Entretanto, o surgimento da crise estrutural trouxe à tona o bloqueio dessa expansão dinâmica, exigindo a construção de uma alternativa viável ao modo de controle sociometabólico do capital. A reorientação da luta dos trabalhadores no sentido da construção de um projeto socialista exige, de acordo com Paniago, a reestruturação radical do modo de controle vigente e a superação da disjunção entre economia e política. Ao contrário das teses que afirmam a possibilidade de o capital ser controlado, e de os problemas que emergem da dominação do capital sobre o trabalho serem absolutamente administráveis pela ordem social estabelecida, a autora afirma, referenciada em Mészáros, que o capital é incontrolável e irreformável. Por isso, a proposta de reforma gradual da socialdemocracia estava condenada ao fracasso desde o início, pois era incapaz de gerar as condições necessárias à transição socialista.
Para desafiar o controle sociometabólico estabelecido, ressalta Paniago, é necessário ir para além do capital, por isso ao invés de propor uma reforma dentro dos limites impostos pela ordem vigente, deve-se lutar pela “construção de uma ordem na qual o controle sobre todas as atividades da vida passa a ser determinado pela decisão consciente do verdadeiro sujeito da riqueza social: o trabalho” (p.152). Num processo de transição para o socialismo se fará necessário, antes de tudo, quebrar, como afirmava Marx, “‘a dominação econômica do capital sobre o trabalho’” (Marx, apud Paniago, p. 34), o que exigirá a abolição das condições impostas pelo capital para a dominação do sistema sociorreprodutivo. Dentre essas condições, destaca-se a emancipação do trabalho, e a superação do capital e do Estado.

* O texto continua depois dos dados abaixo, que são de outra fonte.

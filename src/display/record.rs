//! Record display formatting
//!
//! Register-style views for expense and sale lists, numbered 1-based so the
//! shells can reuse the positions for deletion.

use super::report::{separator, truncate};
use crate::models::{Expense, Sale};

/// Format a single expense for display (register row)
pub fn format_expense_row(position: usize, expense: &Expense) -> String {
    let note = if expense.note.is_empty() {
        String::new()
    } else {
        format!("  {}", truncate(&expense.note, 30))
    };

    format!(
        "{:>3}. {:10} {:<15} {:>12}{}",
        position,
        expense.date.to_string(),
        truncate(&expense.category, 15),
        expense.amount.to_string(),
        note
    )
}

/// Format a list of expenses as a register
pub fn format_expense_register(expenses: &[&Expense]) -> String {
    if expenses.is_empty() {
        return "No expenses recorded yet.\n".to_string();
    }

    let mut output = String::new();
    output.push_str(&format!(
        "{:>3}  {:10} {:<15} {:>12}\n",
        "#", "Date", "Category", "Amount"
    ));
    output.push_str(&separator(50));
    output.push('\n');

    for (i, expense) in expenses.iter().enumerate() {
        output.push_str(&format_expense_row(i + 1, expense));
        output.push('\n');
    }

    output
}

/// Format a single sale for display (register row)
pub fn format_sale_row(position: usize, sale: &Sale) -> String {
    format!(
        "{:>3}. {:<12} {:10} {:<15} x{:<4} {:>12}",
        position,
        sale.id.to_string(),
        sale.date.to_string(),
        truncate(&sale.product.name, 15),
        sale.quantity,
        sale.revenue().to_string()
    )
}

/// Format a list of sales as a register
pub fn format_sale_register(sales: &[Sale]) -> String {
    if sales.is_empty() {
        return "No sales recorded yet.\n".to_string();
    }

    let mut output = String::new();
    output.push_str(&format!(
        "{:>3}  {:<12} {:10} {:<15} {:<5} {:>12}\n",
        "#", "Sale", "Date", "Product", "Qty", "Revenue"
    ));
    output.push_str(&separator(65));
    output.push('\n');

    for (i, sale) in sales.iter().enumerate() {
        output.push_str(&format_sale_row(i + 1, sale));
        output.push('\n');
    }

    output
}

#[cfg(test)]
mod tests {
    use super::*;
    use crate::models::{Money, Product};
    use std::sync::Arc;

    #[test]
    fn test_expense_row() {
        let expense =
            Expense::with_note(Money::from_cents(4999), "Food", "2024-03-10", "groceries");
        let row = format_expense_row(1, &expense);
        assert!(row.contains("2024-03-10"));
        assert!(row.contains("Food"));
        assert!(row.contains("$49.99"));
        assert!(row.contains("groceries"));
    }

    #[test]
    fn test_empty_register() {
        assert_eq!(format_expense_register(&[]), "No expenses recorded yet.\n");
        assert_eq!(format_sale_register(&[]), "No sales recorded yet.\n");
    }

    #[test]
    fn test_expense_register_numbering() {
        let a = Expense::new(Money::from_cents(100), "Food", "2024-01-01");
        let b = Expense::new(Money::from_cents(200), "Bills", "2024-01-02");
        let register = format_expense_register(&[&a, &b]);

        assert!(register.contains("  1. "));
        assert!(register.contains("  2. "));
        assert!(register.contains("Category"));
    }

    #[test]
    fn test_sale_register() {
        let product = Arc::new(Product::new("Widget", "Hardware", Money::from_cents(250)));
        let sale = Sale::new(product, 4, "2024-01-05");
        let register = format_sale_register(std::slice::from_ref(&sale));

        assert!(register.contains("Widget"));
        assert!(register.contains("x4"));
        assert!(register.contains("$10.00"));
        assert!(register.contains("sal-"));
    }
}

Como pudemos perceber nessa breve apresentação do livro de Paniago “Mészáros e a Incontrolabilidade do Capital”, o debate acerca da incontrolabilidade do capital, e das possibilidades de construção do projeto socialista nessa nova fase histórica, inaugurada pela crise estrutural, é necessário e de fundamental importância para o movimento do trabalho. É por isso que consideramos esse livro como referência de leitura não somente para os pesquisadores da obra de Mészáros, mas, para todos aqueles que se preocupam com a construção de uma ordem social radicalmente diferente do modo de controle hierárquico e autoritário do capital, ou seja, para todos aqueles que se preocupam com a construção e realização do projeto socialista.
¹ Resenha Publicada na Revista Novos Temas nº 10.
² Professora Assistente da Faculdade de Serviço Social; Doutoranda em Serviço Social DINTER UERJ/UFAL; Membro do Instituto
Lukács e do grupo de pesquisa "Lukács e Mészáros: fundamentos ontológicos da sociabilidade burguesa".